Nine Carleton University researchers have received new funding from the Canada Foundation for Innovation’s (CFI) John R. Evans Leaders Fund (JELF). The projects focus on a range of topics, including solutions for plastic pollution, mental health, heritage conservation and sonic arts.
The CFI JELF funds state-of-the-art equipment and facilities to mobilize knowledge, spur innovation and commercialization, and empower the talented minds of a new generation.
The total of $1,262,931 awarded by CFI will contribute to projects totalling over $3.3 million to provide the equipment necessary for driving forward research development. The CFI funding represents up to 40 per cent of the total, with additional funds anticipated from the Ontario Research Fund and other sources.
“Carleton is proud of the continued recognition our innovative research is receiving in areas critical to improving the lives of Canadians,” said Rafik Goubran, Vice-President (Research, Innovation and International). “We would like to thank the Canada Foundation for Innovation for the ongoing support of the awarded researchers.”
See how the funding will benefit the recipients’ projects:
Lowering the burden: Identifying metabolic costs of stress to improve resilience
Alfonso Abizaid, Department of Neuroscience
Stress is potentially the most significant factor impacting human health, yet it remains difficult to determine who will be more sensitive to developing stress-related health complications, such as depression, anxiety and post-traumatic stress disorder.
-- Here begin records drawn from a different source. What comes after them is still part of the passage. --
//! Zap flow: profile lookup, LNURL callback, invoice handling.

use std::time::Duration;

use async_trait::async_trait;
use serde::Deserialize;
use tracing::{debug, warn};

use crate::error::{Error, Result};
use crate::event::{self, Event, EventDraft, Tag, KIND_METADATA, KIND_ZAP_REQUEST};
use crate::identity::Identity;
use crate::relay::{Filter, RelayLink};

/// Recognized fields of a kind-0 profile content blob.
#[derive(Debug, Deserialize)]
struct ProfileMeta {
    /// Lightning address, `user@domain`.
    lud16: Option<String>,
    /// Raw LNURL-style endpoint.
    lud06: Option<String>,
}

/// LNURL-pay callback response.
#[derive(Debug, Deserialize)]
struct LnurlResponse {
    status: Option<String>,
    reason: Option<String>,
    pr: Option<String>,
}

/// Result of handing an invoice to the payment executor.
#[derive(Debug, Clone, PartialEq)]
pub enum PaymentOutcome {
    /// The executor settled the invoice.
    Paid,
    /// No executor settled it; the invoice itself is the artifact, to be
    /// presented for manual settlement. A defined success, not a failure.
    Manual(String),
}

/// External capability that can settle a bolt11 invoice.
#[async_trait]
pub trait PaymentExecutor: Send + Sync {
    fn available(&self) -> bool;
    async fn pay(&self, invoice: &str) -> Result<()>;
}

/// Look up the counterparty's payment endpoint from their latest profile
/// event. `None` means no profile or no lightning field: a normal outcome.
pub async fn resolve_endpoint(
    relay: &RelayLink,
    pubkey: &str,
    timeout: Duration,
) -> Result<Option<String>> {
    let filter = Filter {
        kinds: Some(vec![KIND_METADATA]),
        authors: Some(vec![pubkey.to_string()]),
        limit: Some(1),
        ..Default::default()
    };
    let mut events = relay.query_sync(&filter, timeout).await?;
    events.retain(|ev| match ev.verify() {
        Ok(()) => true,
        Err(e) => {
            warn!("dropping unverifiable profile event: {e}");
            false
        }
    });
    let Some(latest) = events.into_iter().max_by_key(|ev| ev.created_at) else {
        return Ok(None);
    };
    let Ok(meta) = serde_json::from_str::<ProfileMeta>(&latest.content) else {
        debug!("profile content is not metadata json");
        return Ok(None);
    };
    Ok(meta.lud16.or(meta.lud06).filter(|s| !s.is_empty()))
}

/// Turn a lightning address or raw endpoint into the LNURL-pay callback URL.
/// `user@domain` becomes `https://domain/.well-known/lnurlp/user`; anything
/// else is already a callback URL and passes through unchanged.
pub fn normalize_endpoint(endpoint: &str) -> String {
    match endpoint.split_once('@') {
        Some((user, domain)) => format!("https://{domain}/.well-known/lnurlp/{user}"),
        None => endpoint.to_string(),
    }
}

/// Build and sign the kind-9734 zap request. It is not published to the
/// relay; it rides the LNURL HTTP query and correlates by its id.
pub fn zap_request(
    identity: &Identity,
    receiver: &str,
    amount_sats: u64,
    relays: &[String],
    comment: &str,
) -> Result<Event> {
    let mut relays_tag = vec!["relays".to_string()];
    relays_tag.extend(relays.iter().cloned());
    let tags = vec![
        Tag::p(receiver),
        Tag(vec!["amount".into(), millisats(amount_sats)]),
        Tag(relays_tag),
    ];
    EventDraft::new(
        KIND_ZAP_REQUEST,
        identity.public_key(),
        event::unix_now(),
        tags,
        comment,
    )
    .sign(identity.keypair())
}

/// Exchange the signed zap request for a bolt11 invoice at the callback URL.
pub async fn request_invoice(
    client: &reqwest::Client,
    endpoint: &str,
    amount_sats: u64,
    signed: &Event,
) -> Result<String> {
    let payload = serde_json::to_vec(signed)
        .map_err(|e| Error::InvoiceRequest(format!("serialization: {e}")))?;
    let url = format!(
        "{endpoint}?amount={}&nostr={}",
        millisats(amount_sats),
        hex::encode(payload)
    );
    let resp = client
        .get(&url)
        .send()
        .await
        .map_err(|e| Error::InvoiceRequest(format!("request: {e}")))?;
    if !resp.status().is_success() {
        return Err(Error::InvoiceRequest(format!(
            "endpoint returned {}",
            resp.status()
        )));
    }
    let body: LnurlResponse = resp
        .json()
        .await
        .map_err(|e| Error::InvoiceRequest(format!("response body: {e}")))?;
    if body.status.as_deref() == Some("ERROR") {
        return Err(Error::InvoiceRequest(
            body.reason.unwrap_or_else(|| "unspecified reason".into()),
        ));
    }
    body.pr
        .filter(|pr| !pr.is_empty())
        .ok_or_else(|| Error::InvoiceRequest("no invoice in response".into()))
}

/// Hand the invoice to the executor if one is present and willing; otherwise
/// fall back to the invoice string for manual settlement.
pub async fn execute_payment(
    executor: Option<&dyn PaymentExecutor>,
    invoice: String,
) -> PaymentOutcome {
    if let Some(exec) = executor {
        if exec.available() {
            match exec.pay(&invoice).await {
                Ok(()) => return PaymentOutcome::Paid,
                Err(e) => warn!("payment executor failed, falling back to manual: {e}"),
            }
        }
    }
    PaymentOutcome::Manual(invoice)
}

fn millisats(sats: u64) -> String {
    (sats * 1000).to_string()
}
//! Request key generation.

use sha2::{Digest, Sha256};

/// Compute the cache key identifying one request: method plus canonical URL.
pub fn compute_request_key(method: &str, url: &str) -> String {
    let mut hasher = Sha256::new();
    hasher.update(method.as_bytes());
    hasher.update(b"\n");
    hasher.update(url.as_bytes());
    hex::encode(hasher.finalize())
}

#[cfg(test)]
mod tests {
    use super::*;

    #[test]
    fn test_key_stability() {
        let key1 = compute_request_key("GET", "http://localhost:8080/index.html");
        let key2 = compute_request_key("GET", "http://localhost:8080/index.html");
        assert_eq!(key1, key2);
    }

    #[test]
    fn test_key_differs_by_url() {
        let key1 = compute_request_key("GET", "http://localhost:8080/index.html");
        let key2 = compute_request_key("GET", "http://localhost:8080/app.js");
        assert_ne!(key1, key2);
    }

    #[test]
    fn test_key_differs_by_query() {
        let key1 = compute_request_key("GET", "http://localhost:8080/rab.html?floor=1");
        let key2 = compute_request_key("GET", "http://localhost:8080/rab.html?floor=2");
        assert_ne!(key1, key2);
    }

    #[test]
    fn test_key_differs_by_method() {
        let key1 = compute_request_key("GET", "http://localhost:8080/index.html");
        let key2 = compute_request_key("HEAD", "http://localhost:8080/index.html");
        assert_ne!(key1, key2);
    }

    #[test]
    fn test_key_format() {
        let key = compute_request_key("GET", "http://localhost:8080/");
        assert_eq!(key.len(), 64);
        assert!(key.chars().all(|c| c.is_ascii_hexdigit()));
    }
}
//! SQLite-backed generational cache store.
//!
//! This module provides the persistent store the cache manager owns, with
//! async access via tokio-rusqlite. It supports:
//!
//! - Named generations, each holding response snapshots keyed by request
//! - Atomic manifest installs (all entries land in one transaction)
//! - Automatic schema migrations
//! - WAL mode for concurrent access

pub mod connection;
pub mod generations;
pub mod hash;
pub mod migrations;

pub use crate::Error;

pub use connection::GenerationStore;
pub use generations::GenerationInfo;
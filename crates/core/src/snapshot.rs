//! Stored response snapshots.
//!
//! A snapshot is the immutable, fully-buffered copy of one successful HTTP
//! response. Because the body is a `Bytes` handle, cloning a snapshot is
//! cheap: the same fetched body can be handed to the caller and written to
//! the cache without re-reading anything.

use bytes::Bytes;

/// Response headers never replayed from the cache.
///
/// Hop-by-hop headers describe the original connection, not the resource;
/// content-length/encoding are recomputed for the stored (decoded) body.
const STRIPPED_HEADERS: &[&str] = &[
    "connection",
    "keep-alive",
    "proxy-authenticate",
    "proxy-authorization",
    "te",
    "trailer",
    "transfer-encoding",
    "upgrade",
    "content-length",
    "content-encoding",
];

/// An immutable snapshot of a single cached HTTP response.
#[derive(Debug, Clone)]
pub struct Snapshot {
    /// Request key: hex SHA-256 over method and canonical URL.
    pub key: String,
    /// Request method (always GET for stored entries).
    pub method: String,
    /// Canonical request URL the entry is keyed by.
    pub url: String,
    /// HTTP status of the stored response.
    pub status: u16,
    /// Content-Type header, if present.
    pub content_type: Option<String>,
    /// Replayable response headers (hop-by-hop headers stripped).
    pub headers: Vec<(String, String)>,
    /// Fully-buffered response body.
    pub body: Bytes,
    /// RFC 3339 timestamp of the originating fetch.
    pub fetched_at: String,
}

/// Filter response headers down to the set worth replaying from the cache.
pub fn retain_headers(headers: &[(String, String)]) -> Vec<(String, String)> {
    headers
        .iter()
        .filter(|(name, _)| !STRIPPED_HEADERS.contains(&name.to_ascii_lowercase().as_str()))
        .cloned()
        .collect()
}

#[cfg(test)]
mod tests {
    use super::*;

    #[test]
    fn test_retain_headers_strips_hop_by_hop() {
        let headers = vec![
            ("Content-Type".to_string(), "text/html".to_string()),
            ("Connection".to_string(), "keep-alive".to_string()),
            ("Transfer-Encoding".to_string(), "chunked".to_string()),
            ("Cache-Control".to_string(), "no-store".to_string()),
        ];

        let retained = retain_headers(&headers);
        assert_eq!(retained.len(), 2);
        assert!(retained.iter().any(|(n, _)| n == "Content-Type"));
        assert!(retained.iter().any(|(n, _)| n == "Cache-Control"));
    }

    #[test]
    fn test_retain_headers_strips_content_length() {
        let headers = vec![("content-length".to_string(), "1234".to_string())];
        assert!(retain_headers(&headers).is_empty());
    }

    #[test]
    fn test_snapshot_clone_shares_body() {
        let body = Bytes::from_static(b"<html></html>");
        let snapshot = Snapshot {
            key: "abc".to_string(),
            method: "GET".to_string(),
            url: "http://localhost/index.html".to_string(),
            status: 200,
            content_type: Some("text/html".to_string()),
            headers: Vec::new(),
            body: body.clone(),
            fetched_at: chrono::Utc::now().to_rfc3339(),
        };

        let copy = snapshot.clone();
        assert_eq!(copy.body, body);
    }
}
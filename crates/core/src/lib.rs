//! Core types and shared functionality for larder.
//!
//! This crate provides:
//! - Generational cache store with SQLite backend
//! - The pure install/activate lifecycle state machine
//! - Response snapshots and cacheability policy
//! - Unified error types
//! - Configuration structures

pub mod cache;
pub mod config;
pub mod error;
pub mod lifecycle;
pub mod manifest;
pub mod policy;
pub mod snapshot;

pub use cache::{GenerationInfo, GenerationStore};
pub use config::AppConfig;
pub use error::Error;
pub use lifecycle::{Effect, Event, LifecycleState, transition};
pub use manifest::Manifest;
pub use snapshot::Snapshot;
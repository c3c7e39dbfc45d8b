//! Install manifest resolution.
//!
//! The manifest is the configured, ordered list of request targets that must
//! be cached before a generation is considered ready. Relative targets are
//! resolved against the upstream origin; absolute http(s) URLs (third-party
//! assets) are kept as-is. Resolution happens once at startup.

use url::Url;

use crate::Error;
use crate::cache::hash::compute_request_key;

/// The resolved install manifest for the current version.
#[derive(Debug, Clone)]
pub struct Manifest {
    targets: Vec<Url>,
}

impl Manifest {
    /// Resolve configured targets against the upstream origin.
    ///
    /// Targets that canonicalize to the same request key collapse to the
    /// first occurrence, so an install writes at most one entry per key.
    ///
    /// # Errors
    ///
    /// Returns `Error::InvalidUrl` for an empty target, a relative target
    /// that does not resolve against the upstream, or an absolute target
    /// with a non-http(s) scheme.
    pub fn resolve(targets: &[String], upstream: &Url) -> Result<Self, Error> {
        let mut resolved = Vec::with_capacity(targets.len());
        let mut seen = Vec::with_capacity(targets.len());

        for target in targets {
            let url = resolve_target(target, upstream)?;
            let key = compute_request_key("GET", url.as_str());
            if !seen.contains(&key) {
                seen.push(key);
                resolved.push(url);
            }
        }

        Ok(Self { targets: resolved })
    }

    /// Resolved targets in configured order.
    pub fn targets(&self) -> &[Url] {
        &self.targets
    }

    pub fn len(&self) -> usize {
        self.targets.len()
    }

    pub fn is_empty(&self) -> bool {
        self.targets.is_empty()
    }

    /// True if the resolved target is a manifest member.
    pub fn contains(&self, url: &Url) -> bool {
        self.targets.contains(url)
    }
}

/// Resolve one request target against the upstream origin.
///
/// A target starting with `/` is joined onto the upstream; anything else
/// must be an absolute http(s) URL. Fragments are dropped either way.
pub fn resolve_target(target: &str, upstream: &Url) -> Result<Url, Error> {
    let trimmed = target.trim();

    if trimmed.is_empty() {
        return Err(Error::InvalidUrl("empty manifest target".to_string()));
    }

    let mut url = if trimmed.starts_with('/') {
        upstream
            .join(trimmed)
            .map_err(|e| Error::InvalidUrl(format!("{trimmed}: {e}")))?
    } else {
        let parsed = Url::parse(trimmed).map_err(|e| Error::InvalidUrl(format!("{trimmed}: {e}")))?;
        match parsed.scheme() {
            "http" | "https" => parsed,
            scheme => return Err(Error::InvalidUrl(format!("unsupported scheme: {scheme}"))),
        }
    };

    url.set_fragment(None);

    Ok(url)
}

#[cfg(test)]
mod tests {
    use super::*;

    fn upstream() -> Url {
        Url::parse("http://localhost:8080").unwrap()
    }

    #[test]
    fn test_resolve_relative_targets() {
        let manifest = Manifest::resolve(&["/index.html".to_string(), "/app.js".to_string()], &upstream()).unwrap();

        assert_eq!(manifest.len(), 2);
        assert_eq!(manifest.targets()[0].as_str(), "http://localhost:8080/index.html");
        assert_eq!(manifest.targets()[1].as_str(), "http://localhost:8080/app.js");
    }

    #[test]
    fn test_resolve_keeps_absolute_targets() {
        let manifest =
            Manifest::resolve(&["https://cdn.example.com/chart.min.js".to_string()], &upstream()).unwrap();

        assert_eq!(manifest.targets()[0].as_str(), "https://cdn.example.com/chart.min.js");
    }

    #[test]
    fn test_resolve_preserves_order() {
        let manifest = Manifest::resolve(
            &["/b.css".to_string(), "/a.css".to_string(), "/index.html".to_string()],
            &upstream(),
        )
        .unwrap();

        let paths: Vec<&str> = manifest.targets().iter().map(|u| u.path()).collect();
        assert_eq!(paths, vec!["/b.css", "/a.css", "/index.html"]);
    }

    #[test]
    fn test_resolve_collapses_duplicates() {
        let manifest = Manifest::resolve(
            &["/index.html".to_string(), "/index.html#top".to_string(), "/index.html".to_string()],
            &upstream(),
        )
        .unwrap();

        assert_eq!(manifest.len(), 1);
    }

    #[test]
    fn test_resolve_rejects_empty_target() {
        let result = Manifest::resolve(&["   ".to_string()], &upstream());
        assert!(matches!(result, Err(Error::InvalidUrl(_))));
    }

    #[test]
    fn test_resolve_rejects_bad_scheme() {
        let result = Manifest::resolve(&["file:///etc/passwd".to_string()], &upstream());
        assert!(matches!(result, Err(Error::InvalidUrl(_))));
    }

    #[test]
    fn test_resolve_target_drops_fragment() {
        let url = resolve_target("/index.html#checklist", &upstream()).unwrap();
        assert_eq!(url.fragment(), None);
        assert_eq!(url.path(), "/index.html");
    }

    #[test]
    fn test_resolve_target_preserves_query() {
        let url = resolve_target("/rab.html?floor=2", &upstream()).unwrap();
        assert_eq!(url.query(), Some("floor=2"));
    }

    #[test]
    fn test_contains() {
        let manifest = Manifest::resolve(&["/index.html".to_string()], &upstream()).unwrap();
        let member = resolve_target("/index.html", &upstream()).unwrap();
        let other = resolve_target("/app.js", &upstream()).unwrap();

        assert!(manifest.contains(&member));
        assert!(!manifest.contains(&other));
    }
}
//! Structured errors for the larder gateway surface.
//!
//! These map gateway failure modes onto the HTTP statuses the client
//! runtime sees.

use axum::http::StatusCode;
use axum::response::{IntoResponse, Response};
use larder_core::Error;

/// Structured errors for the gateway surface.
#[derive(Debug, thiserror::Error)]
pub enum GatewayError {
    /// Only GET and HEAD cross the interception boundary.
    #[error("METHOD_NOT_ALLOWED")]
    MethodNotAllowed,

    /// The manager has not reached its active state yet.
    #[error("NOT_ACTIVE: cache manager is not serving")]
    NotActive,

    /// The request target could not be resolved against the upstream.
    #[error("BAD_TARGET: {0}")]
    BadTarget(String),

    /// The target's origin is not allowed through the gateway.
    #[error("ORIGIN_DENIED: {0}")]
    OriginDenied(String),

    /// Cache miss and the network fetch failed.
    #[error("UPSTREAM_UNAVAILABLE: {0}")]
    UpstreamUnavailable(String),

    /// Cache store failure while serving.
    #[error(transparent)]
    Cache(#[from] Error),

    /// Response could not be assembled.
    #[error("INTERNAL: {0}")]
    Internal(String),
}

impl IntoResponse for GatewayError {
    fn into_response(self) -> Response {
        let status = match &self {
            GatewayError::MethodNotAllowed => StatusCode::METHOD_NOT_ALLOWED,
            GatewayError::NotActive => StatusCode::SERVICE_UNAVAILABLE,
            GatewayError::BadTarget(_) => StatusCode::BAD_REQUEST,
            GatewayError::OriginDenied(_) => StatusCode::FORBIDDEN,
            GatewayError::UpstreamUnavailable(_) => StatusCode::BAD_GATEWAY,
            GatewayError::Cache(_) | GatewayError::Internal(_) => StatusCode::INTERNAL_SERVER_ERROR,
        };

        (status, self.to_string()).into_response()
    }
}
Abizaid’s team is investigating ways to predict vulnerability or resilience to stress-induced conditions and provide new treatments for these conditions.
Working from the perspective that stressors represent a physical burden, Abizaid is testing the hypothesis that individuals with the ability to efficiently process energy sources, like fat and carbohydrates from food, also called metabolic efficiency, are more resilient to stress-induced conditions. Abizaid will manipulate behavioural, cellular and metabolic factors associated with metabolic efficiency and examine if metabolic efficiency factors can be used as markers to predict vulnerability and resilience. Ultimately, Abizaid’s research could lead to new diagnostic tools that provide susceptibility or resilience measures even before stressors occur.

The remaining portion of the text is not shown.